- Theatrical release poster
- Directed by: Dinesh Jagtap
- Written by: Arvind Jagtap
- Starring: Upendra Limaye; Sayaji Shinde; Pravin Tarde; Sanjay Khapre;
- Cinematography: Mangesh Gadekar
- Edited by: Pramod Kahar
- Music by: Devdatta Manisha Baji Aadi Ramchandra Pankaj Padghan
- Production company: Dinisha Films
- Distributed by: AA Films
- Release date: 28 July 2023;
- Country: India
- Language: Marathi
- Budget: est.₹3.5 crore

= Aani Baani =

Aani Baani (Note: Aani Baani is a term used in Indian state of Maharashtra to describe the Emergency of 1975.) is a 2023 Indian Marathi-language comedy drama film directed by Dinesh Jagtap in his Directorial Debut, written by Arvind Jagtap and produced by Dinisha Films.

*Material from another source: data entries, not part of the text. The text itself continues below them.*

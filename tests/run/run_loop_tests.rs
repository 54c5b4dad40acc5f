//! Run loop tests driven by scripted keys

#[path = "../common/mod.rs"]
mod common;

use common::{CountingScreen, ScriptedKeys, labels, strip_ansi};
use conmenu_core::{ErrorKind, MenuState, MenuWidget};
use std::cell::{Cell, RefCell};
use std::panic::{self, AssertUnwindSafe};
use std::rc::Rc;

fn counting(hits: &Rc<Cell<u32>>) -> impl Fn() + 'static {
    let hits = hits.clone();
    move || hits.set(hits.get() + 1)
}

#[test]
fn test_navigate_to_exit_and_leave() {
    let foo = Rc::new(Cell::new(0));
    let bar = Rc::new(Cell::new(0));
    let mut menu = MenuWidget::new();
    menu.add_field("Foo", counting(&foo));
    menu.add_field("Bar", counting(&bar));
    let before = labels(&menu);

    let mut keys = ScriptedKeys::new("ssq");
    let mut screen = CountingScreen::default();
    let mut out = Vec::new();
    menu.run_with(&mut keys, &mut screen, &mut out).unwrap();

    assert_eq!(keys.remaining(), 0);
    assert_eq!(labels(&menu), before);
    assert_eq!(menu.state(), MenuState::Idle);
    assert_eq!(menu.cursor(), Some(0));
    assert_eq!((foo.get(), bar.get()), (0, 0));
    assert_eq!(screen.clears, 3);
}

#[test]
fn test_exit_entry_exists_only_while_running() {
    let mut menu = MenuWidget::new();
    menu.add_field("Foo", || {});
    menu.add_field("Bar", || {});

    let mut keys = ScriptedKeys::new("ssq");
    let mut out = Vec::new();
    menu.run_with(&mut keys, CountingScreen::default(), &mut out).unwrap();

    let frames = strip_ansi(&String::from_utf8(out).unwrap());
    assert!(frames.contains("Exit"));
    assert!(frames.contains("Press w and s to move up and down the menu."));
    assert!(frames.contains("Press q to select an item."));
    assert!(!menu.has_field("Exit"));
    assert_eq!(menu.len(), 2);
}

/// Boxed entry rows of the first frame, between the heading border and the
/// closing border
fn first_frame_rows(frames: &str) -> Vec<String> {
    let mut borders = 0;
    let mut rows = Vec::new();
    for line in frames.lines() {
        if line.starts_with('=') {
            borders += 1;
            if borders == 3 {
                break;
            }
        } else if borders == 2 {
            rows.push(line.to_string());
        }
    }
    rows
}

#[test]
fn test_run_adds_exactly_one_entry() {
    let mut menu = MenuWidget::new();
    menu.set_max_field_width(6).unwrap();
    menu.add_field("Foo", || {});
    menu.add_field("Bar", || {});
    let before = menu.len();

    let mut out = Vec::new();
    menu.run_with(ScriptedKeys::new("ssq"), CountingScreen::default(), &mut out).unwrap();

    let rows = first_frame_rows(&strip_ansi(&String::from_utf8(out).unwrap()));
    assert_eq!(rows.len(), before + 1);
    assert_eq!(rows, ["< Foo  >", "| Bar  |", "| Exit |"]);
    assert_eq!(menu.len(), before);
}

#[test]
fn test_run_on_empty_menu_adds_only_exit() {
    let mut menu = MenuWidget::new();
    menu.set_max_field_width(6).unwrap();

    let mut out = Vec::new();
    menu.run_with(ScriptedKeys::new("q"), CountingScreen::default(), &mut out).unwrap();

    let rows = first_frame_rows(&strip_ansi(&String::from_utf8(out).unwrap()));
    assert_eq!(rows, ["< Exit >"]);
    assert!(menu.is_empty());
}

#[test]
fn test_frames_show_cursor_progress() {
    let mut menu = MenuWidget::new();
    menu.set_max_field_width(6).unwrap();
    menu.add_field("Foo", || {});
    menu.add_field("Bar", || {});

    let mut out = Vec::new();
    menu.run_with(ScriptedKeys::new("ssq"), CountingScreen::default(), &mut out).unwrap();

    let frames = strip_ansi(&String::from_utf8(out).unwrap());
    let selected: Vec<&str> = frames.lines().filter(|line| line.starts_with('<')).collect();
    assert_eq!(selected, ["< Foo  >", "< Bar  >", "< Exit >"]);
}

#[test]
fn test_up_at_top_is_noop() {
    let foo = Rc::new(Cell::new(0));
    let mut menu = MenuWidget::new();
    menu.set_wait_after_action(false);
    menu.add_field("Foo", counting(&foo));
    menu.add_field("Bar", || {});

    // w at the top keeps the cursor on Foo, so q invokes Foo
    let mut keys = ScriptedKeys::new("wqsssq");
    menu.run_with(&mut keys, CountingScreen::default(), &mut Vec::new()).unwrap();

    assert_eq!(foo.get(), 1);
}

#[test]
fn test_down_at_bottom_is_noop() {
    let mut menu = MenuWidget::new();
    menu.add_field("Foo", || {});

    let mut keys = ScriptedKeys::new("sssssq");
    menu.run_with(&mut keys, CountingScreen::default(), &mut Vec::new()).unwrap();

    assert_eq!(keys.remaining(), 0);
}

#[test]
fn test_unbound_keys_are_ignored() {
    let foo = Rc::new(Cell::new(0));
    let mut menu = MenuWidget::new();
    menu.add_field("Foo", counting(&foo));

    let mut keys = ScriptedKeys::new("xyz\r sq");
    menu.run_with(&mut keys, CountingScreen::default(), &mut Vec::new()).unwrap();

    assert_eq!(foo.get(), 0);
    assert_eq!(keys.remaining(), 0);
}

#[test]
fn test_select_waits_for_one_key_after_action() {
    let foo = Rc::new(Cell::new(0));
    let mut menu = MenuWidget::new();
    menu.add_field("Foo", counting(&foo));

    // q invokes Foo, then 's' is swallowed by the wait; the next s/q exit
    let mut keys = ScriptedKeys::new("qssq");
    let mut screen = CountingScreen::default();
    menu.run_with(&mut keys, &mut screen, &mut Vec::new()).unwrap();

    assert_eq!(foo.get(), 1);
    assert_eq!(keys.reads, 4);
    // three frames plus one clear before the action runs
    assert_eq!(screen.clears, 4);
}

#[test]
fn test_select_without_wait_resumes_immediately() {
    let foo = Rc::new(Cell::new(0));
    let mut menu = MenuWidget::new();
    menu.set_wait_after_action(false);
    menu.add_field("Foo", counting(&foo));

    let mut keys = ScriptedKeys::new("qqsq");
    menu.run_with(&mut keys, CountingScreen::default(), &mut Vec::new()).unwrap();

    assert_eq!(foo.get(), 2);
    assert_eq!(keys.reads, 4);
}

#[test]
fn test_wait_swallows_bound_keys() {
    let foo = Rc::new(Cell::new(0));
    let mut menu = MenuWidget::new();
    menu.add_field("Foo", counting(&foo));

    // the q read during the wait must not trigger a second invocation
    let mut keys = ScriptedKeys::new("qqsq");
    menu.run_with(&mut keys, CountingScreen::default(), &mut Vec::new()).unwrap();

    assert_eq!(foo.get(), 1);
}

#[test]
fn test_empty_menu_only_offers_exit() {
    let mut menu = MenuWidget::new();

    let mut out = Vec::new();
    menu.run_with(ScriptedKeys::new("q"), CountingScreen::default(), &mut out).unwrap();

    assert!(menu.is_empty());
    assert_eq!(menu.cursor(), None);
    assert!(strip_ansi(&String::from_utf8(out).unwrap()).contains("Exit"));
}

#[test]
fn test_run_starts_from_first_entry() {
    let bar = Rc::new(Cell::new(0));
    let mut menu = MenuWidget::new();
    menu.set_wait_after_action(false);
    menu.add_field("Foo", || {});
    menu.add_field("Bar", counting(&bar));
    menu.handle_key('s');
    assert_eq!(menu.cursor(), Some(1));

    // starting from Foo, one s lands on Bar
    menu.run_with(ScriptedKeys::new("sqsq"), CountingScreen::default(), &mut Vec::new()).unwrap();

    assert_eq!(bar.get(), 1);
}

#[test]
fn test_custom_keybinds_drive_loop() {
    let order = Rc::new(RefCell::new(Vec::new()));
    let mut menu = MenuWidget::new();
    menu.set_wait_after_action(false);
    menu.set_up_key('k');
    menu.set_down_key('j');
    menu.set_select_key('\r');
    for name in ["A", "B"] {
        let order = order.clone();
        menu.add_field(name, move || order.borrow_mut().push(name));
    }

    menu.run_with(ScriptedKeys::new("j\rk\rjj\r"), CountingScreen::default(), &mut Vec::new())
        .unwrap();

    assert_eq!(*order.borrow(), ["B", "A"]);
}

#[test]
fn test_reader_error_ends_run_and_restores_entries() {
    let mut menu = MenuWidget::new();
    menu.add_field("Foo", || {});

    let err = menu
        .run_with(ScriptedKeys::new("s"), CountingScreen::default(), &mut Vec::new())
        .unwrap_err();

    assert_eq!(err.kind(), ErrorKind::Io);
    assert_eq!(labels(&menu), ["Foo"]);
    assert_eq!(menu.state(), MenuState::Idle);
}

#[test]
fn test_panicking_action_restores_entries() {
    let mut menu = MenuWidget::new();
    menu.add_field("Boom", || panic!("action failed"));
    menu.add_field("Fine", || {});

    let result = panic::catch_unwind(AssertUnwindSafe(|| {
        menu.run_with(ScriptedKeys::new("q"), CountingScreen::default(), &mut Vec::new())
    }));

    assert!(result.is_err());
    assert_eq!(labels(&menu), ["Boom", "Fine"]);
    assert_eq!(menu.state(), MenuState::Idle);
}

#[test]
fn test_menu_can_run_repeatedly() {
    let mut menu = MenuWidget::new();
    menu.add_field("Foo", || {});

    for _ in 0..3 {
        menu.run_with(ScriptedKeys::new("sq"), CountingScreen::default(), &mut Vec::new()).unwrap();
        assert_eq!(labels(&menu), ["Foo"]);
    }
}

It is based on the Emergency of 1975 in India. The film stars Upendra Limaye, Sayaji Shinde, Pravin Tarde, Sanjay Khapre, Veena Jamkar.

== Cast ==

- Upendra Limaye
- Pravin Tarde
- Sayaji Shinde
- Sanjay Khapre
- Veena Jamkar as Vimal
- Usha Naik
- Prajakta Hanamghar
- Seema Kulkarni
- Rohit Kokate
- Sunil Abhyankar
- Padmanabh Bind
- Kishore Nandlaskar

== Release ==
The film was released theatrically across Maharashtra on 28 July 2023.

== Soundtrack ==

Track listing
| No. | Title | Lyrics | Music | Singer (s) | Length |
|---|---|---|---|---|---|
| 1. | "Gondhala Ye" | Valay Mulgund | Devdatta Manisha Baji | Adarsh Shinde, Ganesh Chandanshive, Haridas Shinde | 4:56 |
| 2. | "Bai Ha Vishay Kathin" | Prasanna Deshmukh, Dinesh Jagtap | Aadi Ramchandra | Avdhoot Gupte | 3:48 |
| 3. | "Aas Lagali" | Valay Mulgund | Pankaj Padghan | Hariharan, Sayali Pankajj | 4:16 |

== Reception ==

=== Critical reception ===
A reviewer from Maharashtra Times rated two out of five stars and wrote "Although the movie is watchable once, it does not show much directorial skill. The screenplay does not seem to have been worked on seriously. As a result the cinema does not have a cohesive effect."

A reviewer from Times Now wrote "With a strong cast coupled with a content-rich plot, creative direction and a strong cast at the Marathi box office, Aani baani is definitely a one-time watch."